Remember that googly eyed face staring you down, or your AI partner’s uncanny ventriloquist performance? Ever wonder where your character got their dental work done, or what skin lotion they're using? Maybe their mouth's just like that, or maybe they just don't get that much sun. If you do, then you’ve probably traveled down the “uncanny valley” one time too many.

The next-generation of video-games keep promising to revolutionize the way we play our games, but few can be said to consider the experience. Whether we notice it or not, the ways we all feel, perceive, care, and understand the characters we see on our screens is something all the more precious. Few, however, can deny that this generation’s quest for “next-gen” graphics is a divisive, if not criticized goal.
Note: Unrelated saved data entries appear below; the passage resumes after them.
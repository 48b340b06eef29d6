use thiserror::Error as ThisError;

#[derive(ThisError, Debug)]
pub enum HubError {
    #[error("Broker is not connected")]
    NotConnected,

    #[error("Session is closed")]
    SessionClosed,

    #[error("Invalid broker URL: {0}")]
    InvalidBrokerUrl(String),

    #[error("Invalid configuration value for {key}: {value}")]
    InvalidConfig { key: String, value: String },

    #[error(transparent)]
    Mqtt(#[from] rumqttc::ClientError),

    #[error(transparent)]
    WebSocket(#[from] tokio_tungstenite::tungstenite::Error),

    #[error(transparent)]
    Http(#[from] reqwest::Error),

    #[error(transparent)]
    Json(#[from] serde_json::Error),

    #[error(transparent)]
    Io(#[from] std::io::Error),
}

pub type Result<T> = std::result::Result<T, HubError>;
Many of us would freely admit the times we’ve been turned off by our AI partner’s ridiculous Jar Jar Binks sense of grace or some passerby’s amazing ventriloquist abilities. Is it because they can’t and never will be human enough?

If you’ve ever thought that, you’re certainly not alone. Roboticist Masahiro Mori’s published the same thing in his 1970 article entitled, “Bukimi No Tani” (or "Uncanny Valley” in English) detailing his personal observations on humanlike robots. He noted that the more closely robots imitated human appearance and behavior, the more familiar they seemed to a human observer. That is, until the unfortunate point by which they resembled humans so closely, yet imperfectly, that people eventually experienced a negative reaction to them thanks to feelings of eeriness, discomfort, or repulsion to their appearance. His so-called “uncanny valley,” emerged as a term referencing a later graph depicting the correlation between familiarity and human likeness that, dipping suddenly and drastically, would cut short robots’ abilities at perfectly mimicking the human appearance.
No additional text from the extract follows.